:: WHAT THE TASK REQUIRES ::
Work out how many lines below hold the string "Debug" and state only that figure.

:: TASK MATERIAL ::
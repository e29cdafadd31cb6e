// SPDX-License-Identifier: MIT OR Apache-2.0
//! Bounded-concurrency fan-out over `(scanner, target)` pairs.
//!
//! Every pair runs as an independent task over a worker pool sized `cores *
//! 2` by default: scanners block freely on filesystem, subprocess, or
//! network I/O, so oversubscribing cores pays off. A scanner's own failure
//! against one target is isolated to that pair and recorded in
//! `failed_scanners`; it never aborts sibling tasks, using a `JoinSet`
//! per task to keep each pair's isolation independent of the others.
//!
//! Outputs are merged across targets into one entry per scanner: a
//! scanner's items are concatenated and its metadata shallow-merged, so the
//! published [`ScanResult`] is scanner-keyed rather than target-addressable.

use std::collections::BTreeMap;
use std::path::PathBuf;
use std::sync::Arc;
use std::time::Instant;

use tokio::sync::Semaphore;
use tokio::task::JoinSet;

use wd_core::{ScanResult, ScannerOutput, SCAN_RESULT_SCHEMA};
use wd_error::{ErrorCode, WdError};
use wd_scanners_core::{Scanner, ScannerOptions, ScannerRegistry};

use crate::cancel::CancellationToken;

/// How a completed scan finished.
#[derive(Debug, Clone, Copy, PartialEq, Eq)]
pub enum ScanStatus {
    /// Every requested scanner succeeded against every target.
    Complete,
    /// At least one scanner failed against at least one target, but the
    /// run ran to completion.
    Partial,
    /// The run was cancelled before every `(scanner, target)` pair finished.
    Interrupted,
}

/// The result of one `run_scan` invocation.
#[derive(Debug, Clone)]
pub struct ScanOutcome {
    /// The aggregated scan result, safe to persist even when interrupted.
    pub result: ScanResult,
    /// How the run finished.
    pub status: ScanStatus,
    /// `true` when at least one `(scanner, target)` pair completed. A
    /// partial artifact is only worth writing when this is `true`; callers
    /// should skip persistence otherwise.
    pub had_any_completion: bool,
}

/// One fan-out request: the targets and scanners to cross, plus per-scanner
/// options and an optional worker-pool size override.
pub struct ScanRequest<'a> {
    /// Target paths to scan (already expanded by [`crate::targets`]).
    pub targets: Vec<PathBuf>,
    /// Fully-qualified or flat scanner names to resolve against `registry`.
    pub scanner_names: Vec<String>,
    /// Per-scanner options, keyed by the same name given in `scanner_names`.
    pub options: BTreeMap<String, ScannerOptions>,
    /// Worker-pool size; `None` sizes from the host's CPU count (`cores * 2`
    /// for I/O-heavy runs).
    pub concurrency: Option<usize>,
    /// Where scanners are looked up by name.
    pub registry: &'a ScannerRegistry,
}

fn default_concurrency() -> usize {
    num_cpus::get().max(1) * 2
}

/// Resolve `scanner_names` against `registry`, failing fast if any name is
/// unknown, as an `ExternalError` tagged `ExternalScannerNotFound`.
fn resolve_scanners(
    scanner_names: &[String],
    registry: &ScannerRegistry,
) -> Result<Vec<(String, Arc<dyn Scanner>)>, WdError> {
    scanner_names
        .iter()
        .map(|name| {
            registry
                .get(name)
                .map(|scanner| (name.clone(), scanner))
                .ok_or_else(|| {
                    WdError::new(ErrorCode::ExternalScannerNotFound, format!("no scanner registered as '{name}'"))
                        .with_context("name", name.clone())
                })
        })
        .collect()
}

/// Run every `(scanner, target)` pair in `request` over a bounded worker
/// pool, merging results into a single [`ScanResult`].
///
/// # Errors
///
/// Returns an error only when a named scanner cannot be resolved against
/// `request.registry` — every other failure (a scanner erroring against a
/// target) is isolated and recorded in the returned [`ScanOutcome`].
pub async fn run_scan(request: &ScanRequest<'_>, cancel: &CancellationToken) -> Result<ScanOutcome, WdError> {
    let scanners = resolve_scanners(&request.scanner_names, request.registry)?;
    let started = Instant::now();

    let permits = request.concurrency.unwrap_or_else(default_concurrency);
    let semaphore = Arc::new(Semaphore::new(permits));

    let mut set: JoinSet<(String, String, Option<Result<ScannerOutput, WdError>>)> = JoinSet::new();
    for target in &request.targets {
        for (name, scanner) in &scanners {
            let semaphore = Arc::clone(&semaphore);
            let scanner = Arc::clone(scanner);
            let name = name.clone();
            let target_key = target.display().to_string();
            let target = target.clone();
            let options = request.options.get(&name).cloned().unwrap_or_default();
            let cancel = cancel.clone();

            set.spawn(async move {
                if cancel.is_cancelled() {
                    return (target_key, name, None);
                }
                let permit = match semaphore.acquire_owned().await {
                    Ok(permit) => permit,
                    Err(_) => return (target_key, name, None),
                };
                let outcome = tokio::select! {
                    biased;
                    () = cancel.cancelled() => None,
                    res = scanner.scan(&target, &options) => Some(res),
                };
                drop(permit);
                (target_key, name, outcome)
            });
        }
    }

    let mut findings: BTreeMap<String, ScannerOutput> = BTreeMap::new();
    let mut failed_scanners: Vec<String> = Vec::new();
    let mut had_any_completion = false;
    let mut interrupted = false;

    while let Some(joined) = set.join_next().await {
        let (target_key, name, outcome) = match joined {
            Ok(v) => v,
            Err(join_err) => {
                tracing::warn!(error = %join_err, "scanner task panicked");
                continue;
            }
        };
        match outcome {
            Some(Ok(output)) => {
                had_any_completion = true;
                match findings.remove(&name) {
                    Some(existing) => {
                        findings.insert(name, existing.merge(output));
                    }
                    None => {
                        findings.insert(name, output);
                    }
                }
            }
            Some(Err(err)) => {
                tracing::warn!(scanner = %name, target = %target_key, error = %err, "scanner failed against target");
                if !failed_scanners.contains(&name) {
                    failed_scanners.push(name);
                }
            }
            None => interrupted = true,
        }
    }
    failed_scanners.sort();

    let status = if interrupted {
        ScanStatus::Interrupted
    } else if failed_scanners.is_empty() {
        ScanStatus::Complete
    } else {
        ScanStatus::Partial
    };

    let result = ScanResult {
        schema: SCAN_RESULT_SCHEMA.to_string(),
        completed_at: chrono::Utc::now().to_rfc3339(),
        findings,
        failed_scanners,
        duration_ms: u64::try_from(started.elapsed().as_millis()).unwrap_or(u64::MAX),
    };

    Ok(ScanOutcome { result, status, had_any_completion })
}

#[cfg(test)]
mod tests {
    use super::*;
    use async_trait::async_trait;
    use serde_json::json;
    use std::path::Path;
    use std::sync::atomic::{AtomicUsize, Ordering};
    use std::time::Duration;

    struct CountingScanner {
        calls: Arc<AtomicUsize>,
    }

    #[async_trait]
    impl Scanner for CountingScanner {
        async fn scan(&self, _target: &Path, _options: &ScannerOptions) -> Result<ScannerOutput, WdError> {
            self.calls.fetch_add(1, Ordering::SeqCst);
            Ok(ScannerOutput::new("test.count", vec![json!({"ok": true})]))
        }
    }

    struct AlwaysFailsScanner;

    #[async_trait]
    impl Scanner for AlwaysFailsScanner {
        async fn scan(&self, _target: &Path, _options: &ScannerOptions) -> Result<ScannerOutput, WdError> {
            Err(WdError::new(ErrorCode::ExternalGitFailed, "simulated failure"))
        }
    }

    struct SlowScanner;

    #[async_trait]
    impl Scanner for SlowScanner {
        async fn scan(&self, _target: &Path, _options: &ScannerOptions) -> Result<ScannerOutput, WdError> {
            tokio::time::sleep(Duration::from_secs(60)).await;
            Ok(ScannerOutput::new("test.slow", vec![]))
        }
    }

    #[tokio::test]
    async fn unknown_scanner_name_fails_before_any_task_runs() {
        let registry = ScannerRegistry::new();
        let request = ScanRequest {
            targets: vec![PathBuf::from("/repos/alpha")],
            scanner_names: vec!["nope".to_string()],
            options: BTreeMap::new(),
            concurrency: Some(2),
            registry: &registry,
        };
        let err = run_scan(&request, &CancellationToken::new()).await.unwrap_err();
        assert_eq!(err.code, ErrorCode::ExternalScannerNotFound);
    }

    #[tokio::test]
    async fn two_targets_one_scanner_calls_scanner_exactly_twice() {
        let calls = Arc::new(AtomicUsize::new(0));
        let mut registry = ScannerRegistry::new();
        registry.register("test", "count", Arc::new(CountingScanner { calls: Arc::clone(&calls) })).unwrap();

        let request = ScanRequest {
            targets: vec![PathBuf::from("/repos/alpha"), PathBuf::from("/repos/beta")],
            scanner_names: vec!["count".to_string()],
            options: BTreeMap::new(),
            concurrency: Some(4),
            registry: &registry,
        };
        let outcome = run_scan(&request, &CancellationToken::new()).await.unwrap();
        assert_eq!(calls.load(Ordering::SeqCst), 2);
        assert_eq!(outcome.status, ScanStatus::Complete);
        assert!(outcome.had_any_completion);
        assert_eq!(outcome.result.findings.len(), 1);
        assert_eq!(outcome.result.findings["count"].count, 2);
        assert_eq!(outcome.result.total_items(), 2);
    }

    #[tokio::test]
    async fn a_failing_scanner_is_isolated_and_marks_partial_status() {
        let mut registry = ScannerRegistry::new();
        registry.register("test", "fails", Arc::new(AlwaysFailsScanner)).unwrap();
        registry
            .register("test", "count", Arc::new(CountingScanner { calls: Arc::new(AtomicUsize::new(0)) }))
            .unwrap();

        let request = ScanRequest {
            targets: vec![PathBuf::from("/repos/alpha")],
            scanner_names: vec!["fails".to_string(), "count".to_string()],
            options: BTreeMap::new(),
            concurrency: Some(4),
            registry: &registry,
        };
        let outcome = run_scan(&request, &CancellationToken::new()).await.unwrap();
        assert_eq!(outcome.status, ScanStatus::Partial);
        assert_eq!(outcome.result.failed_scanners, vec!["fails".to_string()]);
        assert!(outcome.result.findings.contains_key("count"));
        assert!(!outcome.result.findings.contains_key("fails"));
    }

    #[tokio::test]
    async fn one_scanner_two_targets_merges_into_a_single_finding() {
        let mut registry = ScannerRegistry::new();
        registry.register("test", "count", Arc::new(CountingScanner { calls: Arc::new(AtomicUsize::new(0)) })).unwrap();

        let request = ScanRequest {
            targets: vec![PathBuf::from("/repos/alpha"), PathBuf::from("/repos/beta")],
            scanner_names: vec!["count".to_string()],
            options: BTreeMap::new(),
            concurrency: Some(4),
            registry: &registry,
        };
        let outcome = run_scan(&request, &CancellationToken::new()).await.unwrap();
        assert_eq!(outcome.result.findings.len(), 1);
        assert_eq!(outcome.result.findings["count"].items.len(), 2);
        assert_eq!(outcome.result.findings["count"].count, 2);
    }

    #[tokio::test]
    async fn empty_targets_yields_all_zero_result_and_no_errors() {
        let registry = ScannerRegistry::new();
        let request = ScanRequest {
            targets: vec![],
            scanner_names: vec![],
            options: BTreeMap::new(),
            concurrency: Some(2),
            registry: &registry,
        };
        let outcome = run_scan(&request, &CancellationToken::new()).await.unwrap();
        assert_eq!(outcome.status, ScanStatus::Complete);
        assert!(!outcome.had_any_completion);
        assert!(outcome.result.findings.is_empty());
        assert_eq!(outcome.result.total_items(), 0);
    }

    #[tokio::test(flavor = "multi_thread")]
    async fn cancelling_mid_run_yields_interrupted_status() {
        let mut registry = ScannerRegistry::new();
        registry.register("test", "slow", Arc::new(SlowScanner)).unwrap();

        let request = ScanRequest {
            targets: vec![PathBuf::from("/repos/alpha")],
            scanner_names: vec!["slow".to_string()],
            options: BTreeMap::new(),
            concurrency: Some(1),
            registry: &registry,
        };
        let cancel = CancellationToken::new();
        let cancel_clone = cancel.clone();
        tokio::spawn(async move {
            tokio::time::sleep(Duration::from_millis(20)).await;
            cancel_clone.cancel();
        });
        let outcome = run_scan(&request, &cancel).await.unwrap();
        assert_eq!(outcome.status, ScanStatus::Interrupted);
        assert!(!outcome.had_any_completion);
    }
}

:: RESPONSE BOX ::
2